**YOUR TASK**
Could you reproduce, word for word, everything below from the line containing "let captures = command.pattern.captures(statement)?;" down to the line containing "let mut in_quote = false;", with both of those lines included and no others?

(INPUT begins)

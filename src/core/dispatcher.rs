use std::sync::OnceLock;
use regex::{Captures, Regex};
use tracing::debug;
use crate::core::actions::{
    CreateDatabase, CreateIndex, CreateTable, DbAction, DeleteFrom, DropDatabase, DropTable,
    ExecutionContext, InsertInto, Select, Use,
};
use crate::core::error::DbError;
use crate::core::result::QueryResult;

/// 一个批次内按顺序执行的动作
pub type Batch = Vec<Box<dyn DbAction>>;

type Constructor = fn(&Captures<'_>) -> Result<Box<dyn DbAction>, DbError>;

/// 语句模式与对应的动作构造函数
struct Command {
    name: &'static str,
    pattern: Regex,
    build: Constructor,
}

/// 可以开始一条新语句的关键字，包括不支持的语句以便报告出错位置
const STATEMENT_KEYWORDS: &[&str] = &[
    "GO", "CREATE", "DROP", "USE", "INSERT", "DELETE", "SELECT", "UPDATE", "ALTER", "TRUNCATE",
];

fn command(name: &'static str, pattern: &str, build: Constructor) -> Command {
    Command {
        name,
        pattern: Regex::new(pattern).expect("statement pattern is valid"),
        build,
    }
}

/// 按优先级排列的语句注册表
fn registry() -> &'static [Command] {
    static REGISTRY: OnceLock<Vec<Command>> = OnceLock::new();
    REGISTRY.get_or_init(|| {
        vec![
            command(
                "CreateDatabase",
                r"(?is)\ACREATE\s+DATABASE\s+(?P<DatabaseName>\w+)\z",
                |c| Ok(Box::new(CreateDatabase::from_match(c)?)),
            ),
            command(
                "DropDatabase",
                r"(?is)\ADROP\s+DATABASE\s+(?P<DatabaseName>\w+)\z",
                |c| Ok(Box::new(DropDatabase::from_match(c)?)),
            ),
            command(
                "CreateTable",
                r"(?is)\ACREATE\s+TABLE\s+(?P<TableName>\w+)\s*\((?P<Fields>(?:[^()]|\([^()]*\))*)\)\z",
                |c| Ok(Box::new(CreateTable::from_match(c)?)),
            ),
            command(
                "DropTable",
                r"(?is)\ADROP\s+TABLE\s+(?P<TableName>\w+)\z",
                |c| Ok(Box::new(DropTable::from_match(c)?)),
            ),
            command(
                "CreateIndex",
                r"(?is)\ACREATE\s+(?P<Unique>UNIQUE\s+)?INDEX\s+(?P<IndexName>\w+)\s+ON\s+(?P<TableName>\w+)\s*\((?P<Columns>[^()]*)\)\z",
                |c| Ok(Box::new(CreateIndex::from_match(c)?)),
            ),
            command(
                "Use",
                r"(?is)\AUSE\s+(?P<DatabaseName>\w+)\z",
                |c| Ok(Box::new(Use::from_match(c)?)),
            ),
            command(
                "InsertInto",
                r"(?is)\AINSERT\s+INTO\s+(?P<TableName>\w+)\s*(?:\((?P<Columns>[^()]*)\)\s*)?VALUES\s*(?P<Values>\(.*\))\z",
                |c| Ok(Box::new(InsertInto::from_match(c)?)),
            ),
            command(
                "DeleteFrom",
                r"(?is)\ADELETE\s+FROM\s+(?P<TableName>\w+)(?:\s+WHERE\s+(?P<WhereStatement>.+))?\z",
                |c| Ok(Box::new(DeleteFrom::from_match(c)?)),
            ),
            command(
                "Select",
                r"(?is)\ASELECT\s+(?P<Columns>.+?)\s+FROM\s+(?P<TableName>\w+(?:\s+(?:AS\s+)?\w+)?)(?P<Joins>(?:\s+(?:INNER\s+)?JOIN\s+\w+(?:\s+(?:AS\s+)?\w+)?\s+ON\s+[\w.]+\s*=\s*[\w.]+)*)(?:\s+WHERE\s+(?P<WhereStatement>.+))?\z",
                |c| Ok(Box::new(Select::from_match(c)?)),
            ),
        ]
    })
}

fn go_pattern() -> &'static Regex {
    static PATTERN: OnceLock<Regex> = OnceLock::new();
    PATTERN.get_or_init(|| Regex::new(r"(?i)\AGO\z").expect("go pattern is valid"))
}

/// 构造阶段就失败的语句，执行时报告错误，不影响其他语句
struct FailedStatement {
    name: &'static str,
    error: Option<DbError>,
}

impl DbAction for FailedStatement {
    fn name(&self) -> &'static str {
        self.name
    }

    fn execute(&mut self, _ctx: &mut ExecutionContext<'_>) -> Result<QueryResult, DbError> {
        Err(self
            .error
            .take()
            .unwrap_or_else(|| DbError::SqlError(format!("{} 无法执行", self.name))))
    }
}

/// 把原始 SQL 文本拆分为按 GO 分隔的批次
#[derive(Debug, Default, Clone, Copy)]
pub struct CommandDispatcher;

impl CommandDispatcher {
    pub fn new() -> Self {
        CommandDispatcher
    }

    pub fn to_batches(&self, raw: &str) -> Result<Vec<Batch>, DbError> {
        let mut batches = Vec::new();
        let mut actions: Batch = Vec::new();
        let mut rest = raw;
        let mut line = 1;

        loop {
            let skipped = skip_blank(rest);
            line += count_lines(&rest[..skipped]);
            rest = &rest[skipped..];
            if rest.is_empty() {
                break;
            }

            let end = statement_end(rest);
            let statement = rest[..end].trim();

            if go_pattern().is_match(statement) {
                // GO 结束当前批次
                if !actions.is_empty() {
                    batches.push(std::mem::take(&mut actions));
                }
            } else {
                let action = self
                    .build(statement)
                    .ok_or_else(|| DbError::UnmatchedStatement {
                        keyword: first_keyword(statement),
                        line,
                    })?;
                actions.push(action);
            }

            line += count_lines(&rest[..end]);
            rest = &rest[end..];
        }

        if !actions.is_empty() {
            batches.push(actions);
        }
        Ok(batches)
    }

    /// 用第一个匹配的模式构造动作
    fn build(&self, statement: &str) -> Option<Box<dyn DbAction>> {
        registry().iter().find_map(|command| {
            let captures = command.pattern.captures(statement)?;
            debug!("语句匹配 {}", command.name);
            Some(match (command.build)(&captures) {
                Ok(action) => action,
                Err(e) => Box::new(FailedStatement {
                    name: command.name,
                    error: Some(e),
                }) as Box<dyn DbAction>,
            })
        })
    }
}

// 跳过空白、分号和 -- 注释，返回跳过的字节数
fn skip_blank(text: &str) -> usize {
    let mut position = 0;
    loop {
        let rest = &text[position..];
        let trimmed = rest.trim_start();
        position += rest.len() - trimmed.len();
        if trimmed.starts_with(';') {
            position += 1;
        } else if trimmed.starts_with("--") {
            position += trimmed.find('\n').unwrap_or(trimmed.len());
        } else {
            return position;
        }
    }
}

/// 语句结束位置：引号外的分号，或括号外、位于行首的另一条语句的起始关键字。
/// 行中间与关键字同名的列名或别名不会截断语句。
fn statement_end(text: &str) -> usize {
    let first_word_end = text
        .find(|c: char| !c.is_alphanumeric() && c != '_')
        .unwrap_or(text.len());
    let mut in_quote = false;
    let mut depth = 0usize;
    let mut line_start = false;

    for (index, c) in text.char_indices() {
        if in_quote {
            if c == '\'' {
                in_quote = false;
            }
        } else {
            match c {
                '\'' => in_quote = true,
                ';' => return index,
                '(' => depth += 1,
                ')' => depth = depth.saturating_sub(1),
                _ if index >= first_word_end
                    && depth == 0
                    && line_start
                    && starts_keyword(&text[index..]) =>
                {
                    return index;
                }
                _ => {}
            }
        }
        if c == '\n' {
            line_start = true;
        } else if !c.is_whitespace() {
            line_start = false;
        }
    }
    text.len()
}

fn starts_keyword(text: &str) -> bool {
    let word_end = text
        .find(|c: char| !c.is_alphanumeric() && c != '_')
        .unwrap_or(text.len());
    let word = &text[..word_end];
    STATEMENT_KEYWORDS.iter().any(|k| k.eq_ignore_ascii_case(word))
}

fn first_keyword(statement: &str) -> String {
    statement
        .split(|c: char| c.is_whitespace() || c == '(')
        .next()
        .unwrap_or_default()
        .to_string()
}

fn count_lines(text: &str) -> usize {
    text.matches('\n').count()
}

#[cfg(test)]
mod tests {
    use super::*;

    fn names(batches: &[Batch]) -> Vec<Vec<&'static str>> {
        batches
            .iter()
            .map(|batch| batch.iter().map(|action| action.name()).collect())
            .collect()
    }

    #[test]
    fn splits_statements_and_batches() {
        let sql = "CREATE DATABASE shop; USE shop\nGO\n\
                   CREATE TABLE t (id INT PRIMARY KEY, name VARCHAR(10))\n\
                   INSERT INTO t VALUES (1, 'a; SELECT'), (2, 'b')\n\
                   SELECT * FROM t WHERE name = 'a'\nGO";
        let batches = CommandDispatcher::new().to_batches(sql).unwrap();
        assert_eq!(
            names(&batches),
            vec![
                vec!["CREATE DATABASE", "USE"],
                vec!["CREATE TABLE", "INSERT", "SELECT"],
            ]
        );
    }

    #[test]
    fn keywords_are_case_insensitive() {
        let batches = CommandDispatcher::new()
            .to_batches("select count(*) from t u join o on u.id = o.uid where u.id > 1;\ndelete from t")
            .unwrap();
        assert_eq!(names(&batches), vec![vec!["SELECT", "DELETE"]]);
    }

    #[test]
    fn unmatched_statement_reports_keyword_and_line() {
        let err = CommandDispatcher::new()
            .to_batches("USE shop;\n\n-- comment\nUPDATE t SET a = 1;")
            .err()
            .unwrap();
        match err {
            DbError::UnmatchedStatement { keyword, line } => {
                assert_eq!(keyword, "UPDATE");
                assert_eq!(line, 4);
            }
            other => panic!("unexpected error: {:?}", other),
        }
    }

    #[test]
    fn statement_end_respects_quotes_and_parentheses() {
        assert_eq!(statement_end("SELECT a FROM t WHERE b = 'x;y'; USE z"), 31);
        assert_eq!(statement_end("SELECT a FROM t\nDROP TABLE t"), 16);
        assert_eq!(statement_end("USE db"), 6);
        assert_eq!(statement_end("SELECT a FROM t\n  GO"), 18);
    }

    #[test]
    fn keyword_named_columns_do_not_split_statements() {
        let sql = "SELECT go FROM t use WHERE go = 1 AND use.drop > 2\nGO";
        assert_eq!(statement_end(sql), sql.len() - 2);
        let batches = CommandDispatcher::new().to_batches(sql).unwrap();
        assert_eq!(names(&batches), vec![vec!["SELECT"]]);
    }

    #[test]
    fn empty_input_has_no_batches() {
        assert!(CommandDispatcher::new().to_batches("  ;\n-- nothing\n").unwrap().is_empty());
    }
}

(INPUT ends)

**TASK OUTPUT**
            let captures = command.pattern.captures(statement)?;
            debug!("语句匹配 {}", command.name);
            Some(match (command.build)(&captures) {
                Ok(action) => action,
                Err(e) => Box::new(FailedStatement {
                    name: command.name,
                    error: Some(e),
                }) as Box<dyn DbAction>,
            })
        })
    }
}

// 跳过空白、分号和 -- 注释，返回跳过的字节数
fn skip_blank(text: &str) -> usize {
    let mut position = 0;
    loop {
        let rest = &text[position..];
        let trimmed = rest.trim_start();
        position += rest.len() - trimmed.len();
        if trimmed.starts_with(';') {
            position += 1;
        } else if trimmed.starts_with("--") {
            position += trimmed.find('\n').unwrap_or(trimmed.len());
        } else {
            return position;
        }
    }
}

/// 语句结束位置：引号外的分号，或括号外、位于行首的另一条语句的起始关键字。
/// 行中间与关键字同名的列名或别名不会截断语句。
fn statement_end(text: &str) -> usize {
    let first_word_end = text
        .find(|c: char| !c.is_alphanumeric() && c != '_')
        .unwrap_or(text.len());
    let mut in_quote = false;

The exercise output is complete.